Anyway, many people have done this calculation and the lamd required in an 100
% pv scenario seems pretty reasonable:

[https://landartgenerator.org/blagi/archives/127](https://landartgenerator.org/blagi/archives/127)

[https://energy-age.blogspot.com/2017/04/how-much-land-
area-d...](https://energy-age.blogspot.com/2017/04/how-much-land-area-
does-100-solar.html?m=1)

Doing my own napkin calc for 100% PV globally: using 2.5e6 MW world
consumption, and 150 e6 sq km of land i get 60 km2 (6000 hectares) existing
land for each MW consumed. So panels would take 1/6000 of land, or maybe
1/1000 if the 1 MW was for rated max power and we actually average 1/6 of that

------
lota-putty
Thorium MSR?

Aren't they a thing of future?

------
smitty1e
One day science may discover who it was that argued "constant climate".

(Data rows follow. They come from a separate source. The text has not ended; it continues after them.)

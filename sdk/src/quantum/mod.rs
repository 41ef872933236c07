//! # Post-Quantum Cryptography
//!
//! Hash-based one-time signatures whose security rests only on SHA-256:
//!
//! - `lamport-sha256`: the classic 256-pair scheme, large but simple.
//! - `wots-sha256-w16`: Winternitz chains, roughly a quarter of the size.
//!
//! Both are one-time: a secret key must never sign two messages, and the
//! manager refuses to by default. `hybrid-x25519-aes256gcm` covers
//! encryption. [`KeyStorage`] keeps secrets sealed at rest.

pub mod algorithms;
pub mod lamport;
pub mod manager;
pub mod storage;
pub mod types;
pub mod wots;

pub use algorithms::{Algorithm, HYBRID_X25519_AES256GCM, LAMPORT_SHA256, WOTS_SHA256_W16};
pub use manager::QuantumManager;
pub use storage::KeyStorage;
pub use types::{AlgorithmInfo, KeyMetadata, QuantumConfig, QuantumError};
//! # Store
//!
//! One named database: a sled `Db` whose trees are the tables. Keys are
//! UTF-8, values are JSON documents.
//!
//! | Tree            | Key          | Value               |
//! |-----------------|--------------|---------------------|
//! | user table `t`  | key (UTF-8)  | `serde_json` bytes  |
//!
//! sled's own default tree is never exposed as a table.

use std::path::Path;

use serde::{Deserialize, Serialize};
use sled::{Batch, Db, Tree};

use super::types::{DatabaseError, DbResult};

/// Tree name sled reserves for itself.
const SLED_DEFAULT_TREE: &[u8] = b"__sled__default";

/// Format of a backup file: every table with its raw entries.
#[derive(Debug, Default, Serialize, Deserialize)]
pub struct DatabaseDump {
    pub tables: Vec<TableDump>,
}

#[derive(Debug, Default, Serialize, Deserialize)]
pub struct TableDump {
    pub name: String,
    pub entries: Vec<(Vec<u8>, Vec<u8>)>,
}

impl DatabaseDump {
    pub fn entry_count(&self) -> usize {
        self.tables.iter().map(|t| t.entries.len()).sum()
    }
}

#[derive(Debug, Clone)]
pub struct Store {
    db: Db,
}

impl Store {
    pub fn open<P: AsRef<Path>>(path: P) -> DbResult<Self> {
        Ok(Self {
            db: sled::open(path)?,
        })
    }

    /// In-memory database, gone when the last handle drops.
    pub fn open_temporary() -> DbResult<Self> {
        let db = sled::Config::new().temporary(true).open()?;
        Ok(Self { db })
    }

    fn table(&self, name: &str) -> DbResult<Tree> {
        if name.is_empty() || name.as_bytes() == SLED_DEFAULT_TREE {
            return Err(DatabaseError::InvalidQuery(format!(
                "invalid table name {name:?}"
            )));
        }
        Ok(self.db.open_tree(name)?)
    }

    /// Reads never create tables.
    fn existing_table(&self, name: &str) -> DbResult<Option<Tree>> {
        let exists = self
            .db
            .tree_names()
            .iter()
            .any(|n| &n[..] == name.as_bytes());
        if exists {
            self.table(name).map(Some)
        } else {
            Ok(None)
        }
    }

    pub fn put(&self, table: &str, key: &str, value: &serde_json::Value) -> DbResult<()> {
        let bytes =
            serde_json::to_vec(value).map_err(|e| DatabaseError::Serialization(e.to_string()))?;
        self.table(table)?.insert(key.as_bytes(), bytes)?;
        Ok(())
    }

    pub fn get(&self, table: &str, key: &str) -> DbResult<Option<serde_json::Value>> {
        let Some(tree) = self.existing_table(table)? else {
            return Ok(None);
        };
        match tree.get(key.as_bytes())? {
            Some(bytes) => Ok(Some(decode_value(&bytes)?)),
            None => Ok(None),
        }
    }

    /// True if the key existed.
    pub fn delete(&self, table: &str, key: &str) -> DbResult<bool> {
        match self.existing_table(table)? {
            Some(tree) => Ok(tree.remove(key.as_bytes())?.is_some()),
            None => Ok(false),
        }
    }

    /// Entries whose key starts with `prefix`, in key order.
    pub fn scan(&self, table: &str, prefix: &str) -> DbResult<Vec<(String, serde_json::Value)>> {
        let mut rows = Vec::new();
        let Some(tree) = self.existing_table(table)? else {
            return Ok(rows);
        };
        for item in tree.scan_prefix(prefix.as_bytes()) {
            let (key, value) = item?;
            rows.push((String::from_utf8_lossy(&key).into_owned(), decode_value(&value)?));
        }
        Ok(rows)
    }

    /// User tables, sorted.
    pub fn tables(&self) -> Vec<String> {
        let mut names: Vec<String> = self
            .db
            .tree_names()
            .into_iter()
            .filter(|n| &n[..] != SLED_DEFAULT_TREE)
            .map(|n| String::from_utf8_lossy(&n).into_owned())
            .collect();
        names.sort();
        names
    }

    pub fn table_len(&self, table: &str) -> DbResult<usize> {
        Ok(self.existing_table(table)?.map(|t| t.len()).unwrap_or(0))
    }

    pub fn size_on_disk(&self) -> u64 {
        self.db.size_on_disk().unwrap_or(0)
    }

    pub fn flush(&self) -> DbResult<()> {
        self.db.flush()?;
        Ok(())
    }

    pub fn export(&self) -> DbResult<DatabaseDump> {
        let mut dump = DatabaseDump::default();
        for name in self.tables() {
            let tree = self.table(&name)?;
            let mut entries = Vec::with_capacity(tree.len());
            for item in tree.iter() {
                let (k, v) = item?;
                entries.push((k.to_vec(), v.to_vec()));
            }
            dump.tables.push(TableDump { name, entries });
        }
        Ok(dump)
    }

    /// Load a dump, one atomic batch per table.
    pub fn import(&self, dump: &DatabaseDump) -> DbResult<usize> {
        for table in &dump.tables {
            let mut batch = Batch::default();
            for (k, v) in &table.entries {
                batch.insert(k.as_slice(), v.as_slice());
            }
            self.table(&table.name)?.apply_batch(batch)?;
        }
        self.db.flush()?;
        Ok(dump.entry_count())
    }
}

fn decode_value(bytes: &[u8]) -> DbResult<serde_json::Value> {
    serde_json::from_slice(bytes).map_err(|e| DatabaseError::Serialization(e.to_string()))
}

Arguments in favor of improving environmrntal stewardship are welcome.

Fear mongering invites a "Newton's Third Law" reaction against the messenger.

------
LoSboccacc
most of these reasons are hogwash. the real issue with depending on nuclear is
peak uranium, regardless on where you put the date nuclear is not renewable,
could be part of an integrated strategy to move out of coal a fossil fuel but
cannot be the only answer to long term energy needs, which doesn't mean we
should not invest in it but that we are going to need an exit strategy.

------
spdegabrielle
Let’s just be honest - the whole point of NP is weapons capability. NP isn’t
going away no matter how much it costs.